9
votes

We are trying to run our spark cluster on yarn. We are having some performance issues especially when compared to the standalone mode.

We have a cluster of 5 nodes with each having 16GB RAM and 8 cores each. We have configured the minimum container size as 3GB and maximum as 14GB in yarn-site.xml. When submitting the job to yarn-cluster we supply number of executor = 10, memory of executor =14 GB. According to my understanding our job should be allocated 4 container of 14GB. But the spark UI shows only 3 container of 7.2GB each.

We are unable to ensure the container number and resources allocated to it. This causes detrimental performance when compared to the standalone mode.

Can you drop any pointer on how to optimize yarn performance?
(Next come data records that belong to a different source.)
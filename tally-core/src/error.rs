/// Top-level Tally error type.
///
/// All fallible operations in `tally-core` return [`Result<T, TallyError>`](Result).
/// Each variant wraps a domain-specific error enum, allowing callers to
/// match on the error source without losing type information.
#[derive(thiserror::Error, Debug)]
pub enum TallyError {
    /// Error from the response store (CSV file or `SQLite` database).
    #[error("Store error: {0}")]
    Store(#[from] StoreError),

    /// A submitted record was rejected before any write was attempted.
    #[error("Validation error: {0}")]
    Validation(#[from] ValidationError),

    /// Error in configuration parsing or validation.
    #[error("Configuration error: {0}")]
    Config(#[from] ConfigError),

    /// Error during analysis of cached responses.
    #[error("Analysis error: {0}")]
    Analyze(#[from] AnalyzeError),
}

impl TallyError {
    /// Whether this error reports unreadable existing data.
    pub fn is_corrupt_store(&self) -> bool {
        matches!(self, Self::Store(StoreError::Corrupt { .. }))
    }
}

/// Errors from the response store backends.
#[derive(thiserror::Error, Debug)]
pub enum StoreError {
    /// A write could not be durably completed. Nothing was committed.
    #[error("Persistence failed for {path}: {reason}")]
    Persistence {
        /// Backing file or database path.
        path: String,
        /// Description of the failed operation.
        reason: String,
    },

    /// Existing backing data is present but cannot be parsed.
    #[error("Corrupt store at {path}: {reason}")]
    Corrupt {
        /// Backing file or database path.
        path: String,
        /// What made the data unreadable.
        reason: String,
    },

    /// `SQLite` read failure that is neither corruption nor a failed write.
    #[error("SQLite error on {path}: {source}")]
    Sqlite {
        /// Database path.
        path: String,
        /// Underlying `SQLite` error.
        #[source]
        source: rusqlite::Error,
    },

    /// Filesystem I/O error while reading the backing store.
    #[error("IO error on {path}: {source}")]
    Io {
        /// Backing file path.
        path: String,
        /// Underlying I/O error.
        #[source]
        source: std::io::Error,
    },
}

impl StoreError {
    pub(crate) fn persistence(path: impl Into<String>, reason: impl std::fmt::Display) -> Self {
        Self::Persistence {
            path: path.into(),
            reason: reason.to_string(),
        }
    }

    pub(crate) fn corrupt(path: impl Into<String>, reason: impl std::fmt::Display) -> Self {
        Self::Corrupt {
            path: path.into(),
            reason: reason.to_string(),
        }
    }
}

/// Errors for records rejected before persistence.
#[derive(thiserror::Error, Debug, PartialEq, Eq)]
pub enum ValidationError {
    /// A base-schema field was not supplied.
    #[error("Missing required field: {0}")]
    MissingField(String),

    /// The caller supplied a field the store assigns itself.
    #[error("Field is assigned by the store and cannot be supplied: {0}")]
    ReservedField(String),

    /// A field name is not a valid column identifier.
    #[error("Invalid field name: {0:?}")]
    InvalidFieldName(String),

    /// An answer is not one of the labels the question allows.
    #[error("Unknown choice for {field}: {value:?}")]
    UnknownChoice {
        /// Question field name.
        field: String,
        /// The rejected answer.
        value: String,
    },

    /// The respondent did not agree to the consent terms.
    #[error("Consent is required to submit a response")]
    ConsentRequired,
}

/// Errors in Tally configuration parsing and validation.
#[derive(thiserror::Error, Debug)]
pub enum ConfigError {
    /// The configuration file exists but could not be read.
    #[error("Cannot read config {path}: {source}")]
    Read {
        /// Config file path.
        path: String,
        /// Underlying I/O error.
        #[source]
        source: std::io::Error,
    },

    /// Configuration values are present but semantically invalid.
    #[error("Invalid config: {0}")]
    Invalid(String),

    /// Configuration file syntax could not be parsed (TOML error).
    #[error("Parse error: {0}")]
    Parse(String),
}

/// Errors during analysis of cached responses.
#[derive(thiserror::Error, Debug)]
pub enum AnalyzeError {
    /// The requested field is not part of any cached record.
    #[error("Unknown field: {0}")]
    UnknownField(String),

    /// Algorithmic or numerical error during computation.
    #[error("Computation error: {0}")]
    Computation(String),
}

/// Convenience alias for `Result<T, TallyError>`.
pub type Result<T> = std::result::Result<T, TallyError>;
This is the command I use for submitting the job:

$SPARK_HOME/bin/spark-submit --class "MyApp" --master yarn-cluster --num-executors 10 --executor-memory 14g  target/scala-2.10/my-application_2.10-1.0.jar  

Following the discussion I changed my yarn-site.xml file and also the spark-submit command.
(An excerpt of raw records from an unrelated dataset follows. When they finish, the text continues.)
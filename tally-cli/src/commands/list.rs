use std::path::Path;

use anyhow::Context;
use clap::Args;

#[derive(Args, Debug)]
pub struct ListArgs {
    /// Print the records as a JSON array
    #[arg(long)]
    pub json: bool,
}

pub fn run(args: &ListArgs, config_path: &Path) -> anyhow::Result<()> {
    let (_, mut session) = super::open_session(config_path)?;
    let records = session
        .current_view()
        .context("Cannot load responses")?;

    if args.json {
        println!("{}", serde_json::to_string_pretty(records)?);
        return Ok(());
    }

    if records.is_empty() {
        println!("No responses yet.");
        return Ok(());
    }
    for (idx, record) in records.iter().enumerate() {
        if idx > 0 {
            println!();
        }
        println!("#{} {}", idx + 1, record.timestamp);
        for (field, value) in &record.answers {
            println!("  {field}: {value}");
        }
    }
    Ok(())
}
Here is the new yarn-site.xml code :

<property>
<name>yarn.resourcemanager.hostname</name>
<value>hm41</value>
</property>

<property>
<name>yarn.nodemanager.resource.memory-mb</name>
<value>14336</value>
</property>

<property>
<name>yarn.scheduler.minimum-allocation-mb</name>
<value>2560</value>
</property>

<property>
<name>yarn.scheduler.maximum-allocation-mb</name>
<value>13312</value>
</property>

And the new command for spark submit is

$SPARK_HOME/bin/spark-submit --class "MyApp" --master yarn-cluster --num-executors 4 --executor-memory  10g --executor-cores 6   target/scala-2.10/my-application_2.10-1.0.jar 

With this I am able to get 6 cores on each machine but the memory usage of each node is still around 5G. I have attached the screen shot of SPARKUI and htop. enter image description hereSpark UI Screenshot![][1]

3

3 Answers

3
votes

The memory (7.2GB) you see in the SparkUI is the spark.storage.memoryFraction, which by default is 0.6. As for your missing executors, you should look in the YARN resource manager logs.

1
votes
  1. Withing yarn-site.xml check that yarn.nodemanager.resource.memory-mb is set the right way. In my understanding of your cluster it should be set to 14GB. This setting is responsible for giving the YARN know how much memory it can use on this specific node
  2. If you have this set right and you have 5 servers running YARN NodeManager, then your job submission command is wrong. First, --num-executors is the number of YARN containers would be started for executing on the cluster. You specify 10 containers with 14GB RAM each, but you don't have this many resources on your cluster! Second, you specify --master yarn-cluster, which means that Spark Driver would run inside of the YARN Application Master that would require a separate container.
  3. In my opinion it shows 3 containers because out of 5 nodes in the cluster you have only 4 of them running YARN NodeManager + you request to allocate 14GB for each of the containers, so YARN first starts Application Master and then polls the NM for available resources and see that it can start only 3 containers. Regarding heap size you see, after starting the Spark find its JVM containers and see the parameters of their start - you should have many -Xmx flags in a single line - one correct and one wrong, you should find its origin in config files (Hadoop or Spark)
  4. Before submitting an application to the cluster, start the spark-shell with the same settings (replace yarn-cluster with yarn-client) and check how it is started, check WebUI and JVMs started
0
votes

Just because YARN "thinks" it has 70GB (14GBx5), doesn't mean at run time there is 70GB available on the cluster. You could be running other Hadoop components (hive, HBase, flume, solr, or your own app, etc.) which consume memory. So the run-time decision YARN makes is based on what's currently available -- and it had only 52GB (3x14GB) available to you. By the way, the GB numbers are approximate because it is really computed as 1024MB per GB...so you will see decimals.

Use nmon or top to see what else is using memory on each node.